Thursday may have been a huge victory for the market, carrying stocks to a record-high close. Friday’s lack of follow-through is suspicious though.
Maybe it was just a pre-weekend cleanout, caused more by people cutting out early from work (and trading) to get a start on what should be a nice weekend. But, considering that all the FANG stocks lost ground in addition to the fact that selling volume was much greater than Friday’s buying volume, it wouldn’t be wrong to be concerned.
That said, it was Micron Technology (NASDAQ:MU) and General Electric (NYSE:GE) that actually dished out the most pain to most people. Micron fell nearly 3% on growing concerns about weakening memory prices, and GE ended the day in the red by 2.3% when it disclosed that the recently-announced flaw in its natural gas turbines may be wider-spread than first thought.
At the other end of the spectrum, AT&T (NYSE:T) mustered a 1% gain after UBS upgraded it to a “buy.” None of those names are great-looking trades as the new trading week gets started though. Rather, stock charts of Apple (NASDAQ:AAPL), Marathon Oil (NYSE:MRO) and BorgWarner (NYSE:BWA) deserve the second, closer looks.
It’s always difficult, and even a little dangerous, to bet against not only the world’s biggest company but also the world’s most profitable company. And, perhaps Apple shares may not fall into the trap that appears to be set for it.
On the other hand, a pair of market axioms came to the forefront in response to Friday’s trading action in AAPL. The first one was the idea of buying the rumor but selling the news. The other is, don’t fight the tape.
Click to Enlarge• Up nearly 35% since its late-April low even with the recent low, Apple shares are still dangerously overbought and ripe for profit-taking.
• Interestingly, and alarmingly, it was the unveiling of the new iPhone lineup that largely started the foreboding weakness. Friday’s huge selling volume is a red flag that a whole lot of people or a major institution are testing the waters for a buying market, perhaps looking to get out.
• The $216.10 level is the last-ditch support line, marked on the daily chart. That’s more or less where AAPL made lows for the better part of last week, but as of the end of last week the blue 20-day moving average line is acting as a ceiling.
Marathon Oil (MRO)
It’s likely got more to do with the price of oil than the value of the company’s stock (though the two go hand-in-hand). But, either way, Marathon Oil shares have slowly but surely been working on setting up a breakout thrust. Friday’s close brings it to within striking distance of such a move.
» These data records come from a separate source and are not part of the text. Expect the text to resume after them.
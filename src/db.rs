use crate::agg::{SensorStats, TimeSeriesQuery};
use crate::db_builder::{Builder, Limits};
use crate::error::{ValidationError, ValidationErrorKind};
use crate::key::ReadingKey;
use crate::reading::{NewReading, Reading, ReadingWithSensor, StoredReading, DEFAULT_UNIT};
use crate::sensor::{NewSensor, Sensor, SensorType, SensorWithLatestReading};
use crate::{range::TimeRange, source::ReadingSource};
use chrono::{DateTime, Utc};
use fjall::{CompressionType, PartitionCreateOptions, TxKeyspace, TxPartition};
use std::path::Path;

const SENSORS_PARTITION: &str = "_streetpulse#v1#sensors";
const READINGS_PARTITION: &str = "_streetpulse#v1#readings";
const LATEST_PARTITION: &str = "_streetpulse#v1#latest";

/// An embedded store of sensors and their readings.
///
/// ```
/// # let dir = tempfile::tempdir()?;
/// use chrono::Utc;
/// use streetpulse::{Database, NewReading, NewSensor, SensorType};
///
/// let db = Database::new(&dir)?;
///
/// let sensor = db.create_sensor(NewSensor::new(
///     "Traffic Sensor 1",
///     SensorType::Traffic,
///     37.4419,
///     -122.1430,
/// ))?;
///
/// db.write(NewReading::new(&sensor.id, 42.0, Utc::now()).unit("vehicles"))?;
///
/// let series = db
///   .timeseries()
///   .types(&[SensorType::Traffic])
///   .range("24h")
///   .collect()?;
///
/// println!("{}", serde_json::to_string_pretty(&series)?);
///
/// # Ok::<(), Box<dyn std::error::Error>>(())
/// ```
pub struct Database {
    keyspace: TxKeyspace,

    /// Sensor ID => sensor (JSON)
    sensors: TxPartition,

    /// [`ReadingKey`] => reading (JSON)
    readings: TxPartition,

    /// Sensor ID => [`ReadingKey`] of its newest reading
    latest: TxPartition,

    limits: Limits,
}
//! Per-bucket reductions.

use super::{Aggregation, Bucket};
use crate::Value;

/// Arithmetic mean of the values in a bucket.
///
/// This is what the dashboard charts.
#[derive(Clone, Copy, Debug, Default)]
pub struct Avg;

impl Aggregation for Avg {
    #[allow(clippy::cast_precision_loss)]
    fn finish(bucket: &Bucket) -> Value {
        bucket.value / bucket.len as Value
    }
}

/// Sum of the values in a bucket.
#[derive(Clone, Copy, Debug, Default)]
pub struct Sum;

impl Aggregation for Sum {}

/// Number of readings in a bucket.
#[derive(Clone, Copy, Debug, Default)]
pub struct Count;

impl Aggregation for Count {
    #[allow(clippy::cast_precision_loss)]
    fn finish(bucket: &Bucket) -> Value {
        bucket.len as Value
    }
}

/// Smallest value in a bucket.
#[derive(Clone, Copy, Debug, Default)]
pub struct Min;

impl Aggregation for Min {
    fn transform(accu: Value, x: Value) -> Value {
        accu.min(x)
    }
}

/// Largest value in a bucket.
#[derive(Clone, Copy, Debug, Default)]
pub struct Max;

impl Aggregation for Max {
    fn transform(accu: Value, x: Value) -> Value {
        accu.max(x)
    }
}
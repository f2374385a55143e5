use chrono::{DateTime, TimeDelta, Utc};

/// A lookback window, as selected on the dashboard.
///
/// Tokens are `24h`, `7d`, `30d` and `1y`.
///
/// ```
/// use streetpulse::TimeRange;
///
/// assert_eq!(TimeRange::Week, TimeRange::lenient("7d"));
///
/// // Unknown tokens fall back to the last 24 hours
/// assert_eq!(TimeRange::Day, TimeRange::lenient("bogus"));
///
/// // ... unless parsed strictly
/// assert!("bogus".parse::<TimeRange>().is_err());
/// ```
#[derive(Clone, Copy, Debug, Default, PartialEq, Eq, std::hash::Hash)]
pub enum TimeRange {
    /// `24h`
    #[default]
    Day,

    /// `7d`
    Week,

    /// `30d`
    Month,

    /// `1y` (365 days)
    Year,
}

impl TimeRange {
    /// Parses a token, treating anything unrecognized as [`TimeRange::Day`].
    #[must_use]
    pub fn lenient(token: &str) -> Self {
        token.parse().unwrap_or_else(|_| {
            log::warn!("unknown time range {token:?}, falling back to 24h");
            Self::Day
        })
    }

    /// Token of this range.
    #[must_use]
    pub const fn as_str(self) -> &'static str {
        match self {
            Self::Day => "24h",
            Self::Week => "7d",
            Self::Month => "30d",
            Self::Year => "1y",
        }
    }

    /// Length of the window.
    #[must_use]
    pub fn duration(self) -> TimeDelta {
        match self {
            Self::Day => TimeDelta::hours(24),
            Self::Week => TimeDelta::days(7),
            Self::Month => TimeDelta::days(30),
            Self::Year => TimeDelta::days(365),
        }
    }

    /// Start of the window ending at `now`.
    ///
    /// Saturates at the earliest representable instant.
    #[must_use]
    pub fn start(self, now: DateTime<Utc>) -> DateTime<Utc> {
        now.checked_sub_signed(self.duration())
            .unwrap_or(DateTime::<Utc>::MIN_UTC)
    }
}

impl std::fmt::Display for TimeRange {
    fn fmt(&self, f: &mut std::fmt::Formatter<'_>) -> std::fmt::Result {
        write!(f, "{}", self.as_str())
    }
}

impl std::str::FromStr for TimeRange {
    type Err = crate::Error;

    fn from_str(s: &str) -> Result<Self, Self::Err> {
        match s {
            "24h" => Ok(Self::Day),
            "7d" => Ok(Self::Week),
            "30d" => Ok(Self::Month),
            "1y" => Ok(Self::Year),
            _ => Err(crate::Error::InvalidRange(s.to_owned())),
        }
    }
}

/// Resolves a range token to the start of its window, anchored at `now`.
///
/// Unrecognized tokens resolve like `24h`.
#[must_use]
pub fn resolve_start(token: &str, now: DateTime<Utc>) -> DateTime<Utc> {
    TimeRange::lenient(token).start(now)
}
Click to Enlarge• The make-or-break ceiling is $22.11, plotted with a red dashed line on the daily chart. That’s where MRO hit highs for the better part of the past five months.
• Something significant changed on August. That is, for the first time since May, Marathon stock stopped making lower lows and starting making higher lows, leading shares to a place where the bulls and the bears have to make a decision.
• What’s missing here so far is volume. Though the weekly chart’s Chaikin line has crossed back above the zero level, there’s still only thin buying volume on the daily chart. If MRO can break above $22.11, that needed volume might start to materialize.
Last but not least, last Wednesday BorgWarner was examined in detail primarily because the prior day’s plunge left it hanging by a thread above a major technical floor.
That potential meltdown never took shape. In fact, that day, BWA pushed up and off that floor, hinting that a rebound rally was underway. That rally was quelled rather quickly though, at a well-established technical ceiling. Though annoying, the surprise bounce and equally surprising stalled rally effort tell us a great deal about where this stock’s limits are.
Click to Enlarge • As was the case then, there’s support at $42.11 and resistance at $46.44, and minor support around $43.37. As of Thursday and Friday of last week though, the technical ceiling near $46.44 is bolstered by the 100-day moving average line, plotted in gray.
• Take note of how little bullish volume was seen on Wednesday compared to Tuesday’s selloff. Also notice how there was even less volume with Thursday’s gain, but how the selling volume surged again with Friday’s pullback. There still seem to be more sellers than buyers.
• Don’t jump to conclusions, though. This stock is still closer to a breakout than a breakdown. The advantage of framing the sideways channel is that, if and when BWA finally breaks out of this rut, the move should be a strong one that makes up for lost time.